- _Task item_
Select every line below containing the word "detail".

(Stored data)
---
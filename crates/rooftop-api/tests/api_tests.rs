//! Router-level tests for the HTTP API.

use std::sync::Arc;
use std::time::Duration;

use async_trait::async_trait;
use axum::body::{to_bytes, Body};
use axum::http::{header, Request, StatusCode};
use axum::Router;
use serde_json::{json, Value};
use tower::ServiceExt;

use rooftop_api::{create_router, ApiConfig, AppState};
use rooftop_models::{QualitativeAnalysis, SolarAssumptions};
use rooftop_vision::{
    OpenRouterClient, RoofAnalyzer, StaticAnalyzer, VisionConfig, VisionError, VisionResult,
};
use wiremock::{Mock, MockServer, ResponseTemplate};

const BOUNDARY: &str = "rooftop-test-boundary";

fn app_with(analyzer: Arc<dyn RoofAnalyzer>) -> Router {
    let state = AppState::new(ApiConfig::default(), SolarAssumptions::default(), analyzer);
    create_router(state, None)
}

fn sunny_large_roof() -> QualitativeAnalysis {
    QualitativeAnalysis {
        roof_shape: Some("gable".to_string()),
        main_obstacles: Some(vec!["chimney".to_string(), "vent".to_string()]),
        sunlight_exposure: Some("excellent".to_string()),
        usable_area_qualitative: Some("large".to_string()),
        overall_assessment: Some("very suitable".to_string()),
    }
}

fn multipart_request(field: &str, file_name: &str, content_type: &str, data: &[u8]) -> Request<Body> {
    let mut body = Vec::new();
    body.extend_from_slice(format!("--{}\r\n", BOUNDARY).as_bytes());
    body.extend_from_slice(
        format!(
            "Content-Disposition: form-data; name=\"{}\"; filename=\"{}\"\r\n",
            field, file_name
        )
        .as_bytes(),
    );
    body.extend_from_slice(format!("Content-Type: {}\r\n\r\n", content_type).as_bytes());
    body.extend_from_slice(data);
    body.extend_from_slice(format!("\r\n--{}--\r\n", BOUNDARY).as_bytes());

    Request::builder()
        .method("POST")
        .uri("/api/analyze")
        .header(
            header::CONTENT_TYPE,
            format!("multipart/form-data; boundary={}", BOUNDARY),
        )
        .body(Body::from(body))
        .unwrap()
}

async fn json_body(response: axum::response::Response) -> Value {
    let bytes = to_bytes(response.into_body(), usize::MAX).await.unwrap();
    serde_json::from_slice(&bytes).unwrap()
}

struct UnconfiguredAnalyzer;

#[async_trait]
impl RoofAnalyzer for UnconfiguredAnalyzer {
    async fn analyze_image(&self, _image: &[u8]) -> VisionResult<QualitativeAnalysis> {
        Err(VisionError::authentication("OPENROUTER_API_KEY is not set"))
    }

    fn is_ready(&self) -> bool {
        false
    }
}

#[tokio::test]
async fn health_reports_version() {
    let app = app_with(Arc::new(StaticAnalyzer::returning(QualitativeAnalysis::default())));

    let response = app
        .oneshot(Request::builder().uri("/health").body(Body::empty()).unwrap())
        .await
        .unwrap();

    assert_eq!(response.status(), StatusCode::OK);
    assert!(response.headers().contains_key("x-request-id"));
    assert_eq!(
        response.headers().get("x-content-type-options").unwrap(),
        "nosniff"
    );

    let body = json_body(response).await;
    assert_eq!(body["status"], "healthy");
    assert_eq!(body["version"], env!("CARGO_PKG_VERSION"));
}

#[tokio::test]
async fn ready_reflects_analyzer_configuration() {
    let app = app_with(Arc::new(UnconfiguredAnalyzer));
    let response = app
        .oneshot(Request::builder().uri("/ready").body(Body::empty()).unwrap())
        .await
        .unwrap();
    assert_eq!(response.status(), StatusCode::SERVICE_UNAVAILABLE);
    assert_eq!(json_body(response).await["status"], "degraded");

    let app = app_with(Arc::new(StaticAnalyzer::returning(QualitativeAnalysis::default())));
    let response = app
        .oneshot(Request::builder().uri("/ready").body(Body::empty()).unwrap())
        .await
        .unwrap();
    assert_eq!(response.status(), StatusCode::OK);
}

#[tokio::test]
async fn assumptions_endpoint_returns_defaults() {
    let app = app_with(Arc::new(StaticAnalyzer::returning(QualitativeAnalysis::default())));

    let response = app
        .oneshot(
            Request::builder()
                .uri("/api/assumptions")
                .body(Body::empty())
                .unwrap(),
        )
        .await
        .unwrap();

    assert_eq!(response.status(), StatusCode::OK);
    let body = json_body(response).await;
    assert_eq!(body["panel_wattage"], 400);
    assert_eq!(body["panel_area_sq_ft"], 18);
    assert_eq!(body["cost_per_watt"], 70.0);
    assert_eq!(body["electricity_rate_per_kwh"], 6.5);
}

#[tokio::test]
async fn estimate_endpoint_computes_without_vision_call() {
    let app = app_with(Arc::new(StaticAnalyzer::new(|_| {
        panic!("estimate must not call the analyzer")
    })));

    let request = Request::builder()
        .method("POST")
        .uri("/api/estimate")
        .header(header::CONTENT_TYPE, "application/json")
        .body(Body::from(
            json!({
                "usable_area_qualitative": "small",
                "sunlight_exposure": "poor - significant shading"
            })
            .to_string(),
        ))
        .unwrap();

    let response = app.oneshot(request).await.unwrap();
    assert_eq!(response.status(), StatusCode::OK);

    let body = json_body(response).await;
    assert_eq!(body["profile"]["usable_area"], "small");
    assert_eq!(body["profile"]["sunlight"], "poor");
    assert_eq!(body["estimate"]["panel_count"], 5);
    assert_eq!(body["estimate"]["system_wattage"], 2000);
    assert_eq!(body["report"]["system_cost"], "₹140000.00");
    assert_eq!(body["report"]["payback_period"], "15384.6 years");
}

#[tokio::test]
async fn estimate_endpoint_reports_not_applicable_payback() {
    let app = app_with(Arc::new(StaticAnalyzer::returning(QualitativeAnalysis::default())));

    let request = Request::builder()
        .method("POST")
        .uri("/api/estimate")
        .header(header::CONTENT_TYPE, "application/json")
        .body(Body::from(json!({ "sunlight_exposure": "good" }).to_string()))
        .unwrap();

    let response = app.oneshot(request).await.unwrap();
    assert_eq!(response.status(), StatusCode::OK);

    let body = json_body(response).await;
    assert_eq!(body["estimate"]["panel_count"], 0);
    assert_eq!(body["estimate"]["roi_years"], "N/A (No significant savings)");
}

#[tokio::test]
async fn analyze_upload_returns_outcome() {
    let app = app_with(Arc::new(StaticAnalyzer::new(|image| {
        assert_eq!(image, b"\x89PNG\r\n\x1a\nfake");
        Ok(sunny_large_roof())
    })));

    let response = app
        .oneshot(multipart_request(
            "image",
            "roof.png",
            "image/png",
            b"\x89PNG\r\n\x1a\nfake",
        ))
        .await
        .unwrap();

    assert_eq!(response.status(), StatusCode::OK);
    let body = json_body(response).await;
    assert_eq!(body["analysis"]["roof_shape"], "gable");
    assert_eq!(body["estimate"]["usable_area_sq_ft"], 600);
    assert_eq!(body["estimate"]["panel_count"], 33);
    assert_eq!(body["estimate"]["system_wattage"], 13200);
    assert_eq!(body["report"]["main_obstacles"], "chimney, vent");
    assert_eq!(body["report"]["system_cost"], "₹924000.00");
    assert_eq!(body["report"]["payback_period"], "6410.3 years");
}

#[tokio::test]
async fn analyze_upload_surfaces_raw_model_output() {
    let app = app_with(Arc::new(StaticAnalyzer::new(|_| {
        Err(VisionError::malformed("expected value", "Sorry, I cannot analyze this"))
    })));

    let response = app
        .oneshot(multipart_request("image", "roof.jpg", "image/jpeg", b"jpegdata"))
        .await
        .unwrap();

    assert_eq!(response.status(), StatusCode::BAD_GATEWAY);
    let body = json_body(response).await;
    assert_eq!(body["raw_response"], "Sorry, I cannot analyze this");
    assert!(body["detail"]
        .as_str()
        .unwrap()
        .contains("JSON parsing error"));
}

#[tokio::test]
async fn analyze_upload_rejects_unsupported_type() {
    let app = app_with(Arc::new(StaticAnalyzer::returning(sunny_large_roof())));

    let response = app
        .oneshot(multipart_request("image", "roof.gif", "image/gif", b"GIF89a"))
        .await
        .unwrap();

    assert_eq!(response.status(), StatusCode::UNSUPPORTED_MEDIA_TYPE);
}

#[tokio::test]
async fn analyze_upload_requires_image_field() {
    let app = app_with(Arc::new(StaticAnalyzer::returning(sunny_large_roof())));

    let response = app
        .oneshot(multipart_request("notes", "notes.txt", "text/plain", b"hello"))
        .await
        .unwrap();

    assert_eq!(response.status(), StatusCode::BAD_REQUEST);
    let body = json_body(response).await;
    assert!(body["detail"].as_str().unwrap().contains("image"));
}

#[tokio::test]
async fn analyze_upload_rejects_empty_image() {
    let app = app_with(Arc::new(StaticAnalyzer::returning(sunny_large_roof())));

    let response = app
        .oneshot(multipart_request("image", "roof.png", "image/png", b""))
        .await
        .unwrap();

    assert_eq!(response.status(), StatusCode::BAD_REQUEST);
}

#[tokio::test]
async fn unknown_route_is_not_found() {
    let app = app_with(Arc::new(StaticAnalyzer::returning(QualitativeAnalysis::default())));

    let response = app
        .oneshot(Request::builder().uri("/api/nope").body(Body::empty()).unwrap())
        .await
        .unwrap();

    assert_eq!(response.status(), StatusCode::NOT_FOUND);
}

#[tokio::test]
async fn analyze_upload_maps_vision_timeout_to_gateway_timeout() {
    let server = MockServer::start().await;
    Mock::given(wiremock::matchers::method("POST"))
        .respond_with(
            ResponseTemplate::new(200)
                .set_body_json(json!({"choices": []}))
                .set_delay(Duration::from_secs(3)),
        )
        .expect(1)
        .mount(&server)
        .await;

    let config = VisionConfig::default()
        .with_base_url(server.uri())
        .with_api_key("test-key")
        .with_timeout(Duration::from_millis(200));
    let app = app_with(Arc::new(OpenRouterClient::new(config).unwrap()));

    let response = app
        .oneshot(multipart_request("image", "roof.jpg", "image/jpeg", b"jpegdata"))
        .await
        .unwrap();

    assert_eq!(response.status(), StatusCode::GATEWAY_TIMEOUT);
    let body = json_body(response).await;
    assert_eq!(body["code"], "network");
}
---
- _Output of the exercise_
    assert!(body["detail"]
    assert!(body["detail"].as_str().unwrap().contains("image"));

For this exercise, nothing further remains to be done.